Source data
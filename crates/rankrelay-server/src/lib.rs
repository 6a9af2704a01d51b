//! RankRelay Server — the HTTP face of the proxy.
//!
//! [`Server`] abstracts listening, upstream requests, and routing so the
//! pipeline layer stays transport-agnostic. [`HttpServer`] is the axum
//! implementation used in production.

pub mod convert;
pub mod http;
pub mod server;

pub use http::HttpServer;
pub use server::Server;
#[cfg(test)]
mod tests {
    use super::*;

    use async_trait::async_trait;
    use parking_lot::Mutex;
    use serde_json::{json, Value};

    use rankrelay_core::{
        Choices, Cid, Handler, Labels, PathBinding, Qid, Query, Ranks, RouteTable,
    };

    #[derive(Default)]
    struct CallLog {
        order: Mutex<Vec<String>>,
        laps: Mutex<Vec<String>>,
    }

    impl CallLog {
        fn called(&self, name: &str) {
            self.order.lock().push(name.to_string());
        }

        fn order(&self) -> Vec<String> {
            self.order.lock().clone()
        }

        fn laps(&self) -> Vec<String> {
            self.laps.lock().clone()
        }
    }

    struct MockServer {
        log: Arc<CallLog>,
    }

    #[async_trait]
    impl Server for MockServer {
        fn name(&self) -> &'static str {
            "MockServer"
        }

        async fn ask(&self, _req: &Request) -> Result<Response> {
            self.log.called("ask");
            Ok(Response::json(200, &json!({"hits": 30})))
        }

        async fn forward(&self, _req: &Request) -> Result<Response> {
            self.log.called("forward");
            Ok(Response::json(200, &json!({"forwarded": true})))
        }

        fn create_app(&self, _table: RouteTable, _not_found: Handler) {}

        async fn start(&self) -> Result<()> {
            Ok(())
        }

        async fn exit(&self) {}

        async fn join(&self) {}

        async fn wait_ready(&self) {}

        fn is_ready(&self) -> bool {
            true
        }

        fn local_addr(&self) -> Option<std::net::SocketAddr> {
            None
        }

        fn chain_state(&self, mut state: StatusMap) -> StatusMap {
            self.log.called("server.chain_state");
            state.insert(self.name().to_string(), json!(true));
            state
        }
    }

    struct MockCodex {
        log: Arc<CallLog>,
    }

    #[async_trait]
    impl Codex for MockCodex {
        fn name(&self) -> &'static str {
            "MockCodex"
        }

        fn search_path(&self) -> PathBinding {
            PathBinding::new("/{index}/_search", &["GET", "POST"])
        }

        fn train_path(&self) -> PathBinding {
            PathBinding::new("/train", &["POST"])
        }

        fn status_path(&self) -> PathBinding {
            PathBinding::new("/status", &["GET"])
        }

        fn error_path(&self) -> PathBinding {
            PathBinding::new("/error", &["POST"])
        }

        async fn magnify(&self, req: &Request) -> Result<Request> {
            self.log.called("magnify");
            Ok(req.clone())
        }

        async fn parse(&self, _req: &Request, _resp: &Response) -> Result<(Query, Choices)> {
            self.log.called("parse");
            Ok((Query("q".into()), vec![json!("a"), json!("b")]))
        }

        async fn pack(
            &self,
            _req: &Request,
            _resp: &Response,
            _query: &Query,
            _choices: &Choices,
            _ranks: &Ranks,
            _qid: Qid,
            _cids: &[Cid],
        ) -> Result<Response> {
            self.log.called("pack");
            Ok(Response::json(200, &json!({"packed": true})))
        }

        async fn pluck(&self, _req: &Request) -> Result<(Qid, Vec<Cid>)> {
            self.log.called("pluck");
            Ok((Qid(1), vec![Cid(2)]))
        }

        async fn ack(&self, qid: Qid, _cids: &[Cid]) -> Result<Response> {
            self.log.called("ack");
            Ok(Response::json(200, &json!({"qid": qid.0})))
        }

        async fn catch(&self, err: &Error) -> Result<Response> {
            self.log.called("catch");
            Ok(Response::json(
                err.status_code(),
                &json!({"error": err.to_string()}),
            ))
        }

        fn pulse(&self, state: StatusMap) -> Response {
            self.log.called("pulse");
            Response::json_pretty(200, &Value::Object(state))
        }

        fn chain_state(&self, mut state: StatusMap) -> StatusMap {
            self.log.called("codex.chain_state");
            state.insert(self.name().to_string(), json!(true));
            state
        }
    }

    struct MockModel {
        log: Arc<CallLog>,
        fail_rank: bool,
        fail_train: bool,
    }

    #[async_trait]
    impl Model for MockModel {
        fn name(&self) -> &'static str {
            "MockModel"
        }

        async fn rank(&self, _query: &Query, choices: &Choices) -> Result<Ranks> {
            self.log.called("rank");
            if self.fail_rank {
                return Err(Error::Model("rank failed".into()));
            }
            Ok(choices.iter().map(|_| 0.5).collect())
        }

        async fn train(&self, _query: &Query, _choices: &Choices, _labels: &Labels) -> Result<()> {
            self.log.called("train");
            if self.fail_train {
                return Err(Error::Model("train failed".into()));
            }
            Ok(())
        }

        fn chain_state(&self, mut state: StatusMap) -> StatusMap {
            self.log.called("model.chain_state");
            state.insert(self.name().to_string(), json!(true));
            state
        }
    }

    struct MockDb {
        log: Arc<CallLog>,
    }

    #[async_trait]
    impl Db for MockDb {
        fn name(&self) -> &'static str {
            "MockDb"
        }

        async fn save(&self, _query: &Query, choices: &Choices) -> Result<(Qid, Vec<Cid>)> {
            self.log.called("save");
            let cids = (0..choices.len()).map(|i| Cid(i as i64 + 1)).collect();
            Ok((Qid(1), cids))
        }

        async fn get(&self, _qid: Qid, _cids: &[Cid]) -> Result<(Query, Choices, Labels)> {
            self.log.called("get");
            Ok((
                Query("q".into()),
                vec![json!("a"), json!("b")],
                Labels(vec![(Cid(1), 0.0), (Cid(2), 1.0)]),
            ))
        }

        fn lap(&self, _ms: f64, call: CallId) {
            self.log.laps.lock().push(call.to_string());
        }

        fn chain_state(&self, mut state: StatusMap) -> StatusMap {
            self.log.called("db.chain_state");
            state.insert(self.name().to_string(), json!(true));
            state
        }
    }

    fn pipelines_with(log: &Arc<CallLog>, fail_rank: bool, fail_train: bool) -> Pipelines {
        Pipelines::new(
            Arc::new(MockServer { log: log.clone() }),
            Arc::new(MockModel {
                log: log.clone(),
                fail_rank,
                fail_train,
            }),
            Arc::new(MockCodex { log: log.clone() }),
            Arc::new(MockDb { log: log.clone() }),
        )
    }

    #[tokio::test]
    async fn search_runs_steps_in_order_and_laps_each() {
        let log = Arc::new(CallLog::default());
        let p = pipelines_with(&log, false, false);
        let resp = p
            .search(Request::new("GET", "/idx/_search?q=a"))
            .await
            .unwrap();
        assert_eq!(resp.status, 200);
        assert_eq!(log.order(), ["magnify", "ask", "parse", "rank", "save", "pack"]);
        assert_eq!(
            log.laps(),
            [
                "MockCodex.magnify",
                "MockServer.ask",
                "MockCodex.parse",
                "MockModel.rank",
                "MockDb.save",
                "MockCodex.pack",
                "Proxy.search",
            ]
        );
    }

    #[tokio::test]
    async fn search_failure_still_laps_the_failed_step() {
        let log = Arc::new(CallLog::default());
        let p = pipelines_with(&log, true, false);
        let err = p
            .search(Request::new("GET", "/idx/_search?q=a"))
            .await
            .unwrap_err();
        assert!(matches!(err, Error::Model(_)));
        assert_eq!(log.order(), ["magnify", "ask", "parse", "rank"]);
        assert_eq!(
            log.laps(),
            [
                "MockCodex.magnify",
                "MockServer.ask",
                "MockCodex.parse",
                "MockModel.rank",
                "Proxy.search",
            ]
        );
    }

    #[tokio::test]
    async fn train_runs_steps_in_order() {
        let log = Arc::new(CallLog::default());
        let p = pipelines_with(&log, false, false);
        let resp = p.train(Request::new("POST", "/train")).await.unwrap();
        assert_eq!(resp.status, 200);
        assert_eq!(log.order(), ["pluck", "get", "train", "ack"]);
        assert_eq!(
            log.laps(),
            [
                "MockCodex.pluck",
                "MockDb.get",
                "MockModel.train",
                "MockCodex.ack",
                "Proxy.train",
            ]
        );
    }

    #[tokio::test]
    async fn train_failure_skips_ack() {
        let log = Arc::new(CallLog::default());
        let p = pipelines_with(&log, false, true);
        let err = p.train(Request::new("POST", "/train")).await.unwrap_err();
        assert!(matches!(err, Error::Model(_)));
        assert_eq!(log.order(), ["pluck", "get", "train"]);
        assert_eq!(
            log.laps(),
            [
                "MockCodex.pluck",
                "MockDb.get",
                "MockModel.train",
                "Proxy.train",
            ]
        );
    }

    #[tokio::test]
    async fn status_chains_components_in_fixed_order() {
        let log = Arc::new(CallLog::default());
        let p = pipelines_with(&log, false, false);
        let resp = p.status(Request::new("GET", "/status")).await.unwrap();
        assert_eq!(resp.status, 200);
        assert_eq!(
            log.order(),
            [
                "server.chain_state",
                "codex.chain_state",
                "model.chain_state",
                "db.chain_state",
                "pulse",
            ]
        );
        assert_eq!(log.laps(), ["Proxy.status"]);
        let body: Value = serde_json::from_slice(&resp.body).unwrap();
        for key in ["MockServer", "MockCodex", "MockModel", "MockDb"] {
            assert_eq!(body[key], json!(true));
        }
    }

    #[tokio::test]
    async fn not_found_forwards_upstream() {
        let log = Arc::new(CallLog::default());
        let p = pipelines_with(&log, false, false);
        let resp = p
            .not_found(Request::new("GET", "/some/other/path"))
            .await
            .unwrap();
        assert_eq!(resp.status, 200);
        assert_eq!(log.order(), ["forward"]);
        assert_eq!(log.laps(), ["MockServer.forward", "Proxy.not_found"]);
    }

    #[tokio::test]
    async fn error_renders_through_codex() {
        let log = Arc::new(CallLog::default());
        let p = pipelines_with(&log, false, false);
        let resp = p.error(Error::BadRequest("no query".into())).await.unwrap();
        assert_eq!(resp.status, 400);
        assert_eq!(log.order(), ["catch"]);
        assert_eq!(log.laps(), ["MockCodex.catch", "Proxy.error"]);
    }
}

Task to carry out: Look through the entries and find each line that has the string "Ranks". Copy those lines.

Task result:
        Choices, Cid, Handler, Labels, PathBinding, Qid, Query, Ranks, RouteTable,
            _ranks: &Ranks,
        async fn rank(&self, _query: &Query, choices: &Choices) -> Result<Ranks> {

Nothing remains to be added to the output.